Mit verstärkten Grenzkontrollen und verschärfter Asylpolitik in den Wahlkampf

Foto: Folketinget (Eröffnung 2010)
In Dänemark ist das Wahlfieber ausgebrochen. Ein erfahrener Politiker, der so einige Wahlkämpfe mitgemacht hat, spricht mit Blick auf die nun anbrechende Zeit, von der „Vierjahreskrankheit“ der dänischen Politik. 

Um in diesem Bild zu bleiben, hat der Ausbruch dieser „Polit-Krankheit“ gestern, am 7. Oktober 2014, einen ersten Höhepunkt genommen. Im Folketing sprach die dänische Regierungschefin Helle Thorning-Schmidt und eröffnete mit ihrer Rede das Folketingsjahr 2014/15. Es ist die letzte Folketingseröffnung vor den Wahlen: Spätestens in 341 Tagen müssen die Dänen nämlich zu den Wahlurnen schreiten. Daher ist die Eröffnungsrede auch die erste deutliche politische Duftmarke in dem bevorstehenden Wahlkampf

Für das deutsch-dänische Grenzland sind die von Helle Thorning-Schmidt am Anfang ihrer Rede erwähnten „verstärkten Grenzkontrollen“ (bis auf die Einführung von sog. KFZ-Kennzeichenscannern wurde die Regierungschefin nicht konkreter) von besonderem Interesse. Man erinnere sich daran, wie Europa kurzzeitig in den Ausnahmezustand geriet und Dänemark sich in einem veritablen europäischen Shitstorm wiederfand, als der damalige Regierungschef und heutige Oppositionsführer Lars Løkke Rasmussen auf Drängen der nationalen Dansk Folkeparti die Grenzkontrollen wieder einführen wollte. Es wird nun abzuwarten sein, welche konkreten Maßnahmen die dänische Regierung ergreifen will. 


Die innere Sicherheit und die Frage der Einwanderung sowie ansteigenden Asylgesuche (der weltpolitischen Lage geschuldet) waren ebenfalls zentrale Bausteine in der (Wahlkampf)-Rede von Thorning-Schmidt. Die Asylgesetzgebung soll noch mal  mit einer Erschwerung der Familienzusammenführung verschärft werden und auch die Rückentsendung in „relativ sichere Herkunftsgebiete“ soll „konsequenter“ gehandhabt werden als bisher. Damit würde eine der restriktivsten Ausländergesetzgebung Europas noch weiter verschärft. Es scheint augenfällig, dass die Regierung in der Frage der Ausländerdebatte der Opposition bereits den Wahlkampfwind aus den Segeln nehmen will. 

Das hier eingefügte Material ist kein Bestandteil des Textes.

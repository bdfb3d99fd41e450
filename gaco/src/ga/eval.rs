use std::collections::{HashMap, VecDeque};

use cutstock_rs::entities::Placement;

/// Upper bound on memoized decode results; the oldest insertion is
/// evicted when exceeded (FIFO, not LRU).
pub const FITNESS_CACHE_CAPACITY: usize = 1000;

/// Penalty per sheet in use.
const SHEET_PENALTY: f64 = 5000.0;
/// Last-sheet usage ratio below which the under-utilization penalty kicks in.
const LAST_SHEET_MIN_RATIO: f64 = 0.3;
/// Weight of the last-sheet under-utilization penalty.
const LAST_SHEET_PENALTY: f64 = 50000.0;

/// Scores a decoded layout, lower is better: wasted area, plus a fixed
/// penalty per sheet, plus an extra penalty when the last sheet is filled
/// below 30%. An empty layout scores worst-possible.
pub fn fitness(sheet_area: i64, placements: &[Placement]) -> f64 {
    if placements.is_empty() {
        return f64::MAX;
    }

    let used_area: i64 = placements.iter().map(|p| p.width * p.height).sum();
    let max_sheet = placements.iter().map(|p| p.sheet).max().unwrap_or(0);
    let sheets_count = (max_sheet + 1) as i64;

    let total_area = sheets_count * sheet_area;
    let waste_area = total_area - used_area;
    let mut fitness = waste_area as f64;

    let last_sheet_used: i64 = placements
        .iter()
        .filter(|p| p.sheet == max_sheet)
        .map(|p| p.width * p.height)
        .sum();
    let last_sheet_ratio = last_sheet_used as f64 / sheet_area as f64;
    if last_sheet_ratio < LAST_SHEET_MIN_RATIO {
        fitness += (LAST_SHEET_MIN_RATIO - last_sheet_ratio) * LAST_SHEET_PENALTY;
    }

    fitness + sheets_count as f64 * SHEET_PENALTY
}

/// A memoized decode result for one ordering.
#[derive(Clone, Debug)]
pub struct CacheEntry {
    pub fitness: f64,
    pub placements: Vec<Placement>,
}

/// Decode+score results keyed by the exact ordering, bounded by
/// [`FITNESS_CACHE_CAPACITY`] with oldest-insertion-first eviction.
pub struct FitnessCache {
    entries: HashMap<Vec<usize>, CacheEntry>,
    insertion_order: VecDeque<Vec<usize>>,
    capacity: usize,
}

impl FitnessCache {
    pub fn new() -> Self {
        Self::with_capacity(FITNESS_CACHE_CAPACITY)
    }

    pub fn with_capacity(capacity: usize) -> Self {
        FitnessCache {
            entries: HashMap::new(),
            insertion_order: VecDeque::new(),
            capacity,
        }
    }

    pub fn get(&self, genes: &[usize]) -> Option<&CacheEntry> {
        self.entries.get(genes)
    }

    /// Inserts a fresh entry, evicting the oldest one when over capacity.
    /// Re-inserting a present key leaves the cache unchanged.
    pub fn insert(&mut self, genes: Vec<usize>, entry: CacheEntry) {
        if self.entries.contains_key(&genes) {
            return;
        }
        self.insertion_order.push_back(genes.clone());
        self.entries.insert(genes, entry);
        while self.entries.len() > self.capacity {
            if let Some(oldest) = self.insertion_order.pop_front() {
                self.entries.remove(&oldest);
            }
        }
    }

    pub fn len(&self) -> usize {
        self.entries.len()
    }

    pub fn is_empty(&self) -> bool {
        self.entries.is_empty()
    }
}

impl Default for FitnessCache {
    fn default() -> Self {
        Self::new()
    }
}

Die vorab gestreute Meldung, es solle eine EU-„Bombe“ zur Abstimmung über eine der vier dänischen EU-Vorbehalte gezündet werden, erwies sich dann doch eher als „Knallfrosch“. Helle Throning-Schmidt hatte bei Amtsantritt vor drei Jahren verkündet, man wolle ausgewählte Vorbehalte zur Volksabstimmung bringen. Daran hält sie fest – aber erst nach einer Wahl. Dann soll der Vorbehalt hinsichtlich der juristischen Zusammenarbeit per Volksabstimmung abgeschafft werden. 

Selbstbewusst ging Helle Thorning Schmidt mit Blick auf ihre viel gescholtene Finanzpolitik der letzten drei Jahre zum Gegenangriff über. Während man in der Regierungszeit der Opposition, am Anfang des neuen Jahrtausends,  in Zeiten der Hochkonjunktur, fahrlässig agiert habe und keine Vorkehrungen für schlechtere Zeiten getroffen habe, sei es ihrer Regierung zu verdanken, dass man so gut aus der Krise herausgekommen sei. Man habe nun sogar Geld, um den dänischen Wohlfahrtsstaat zu stärken, so Thorning Schmidt. 

Summa summarum: Es sind wieder die weithin bekannten Themen, die sich im bevorstehenden Wahlkampf ankündigen: Die Ausländerdebatte, die Finanzkrise und ihre Auswirkungen auf die ökonomische Politik sowie die Absicherung bzw. Weiterentwicklung des dänischen Wohlfahrtsstaates. 

Am Donnerstag findet die Aussprache zur Eröffnungsrede statt; die Zuschauer werden dabei bestimmt auf ihre Kosten kommen und es wird sicher heftig gestritten – es ist schließlich ein Wahljahr.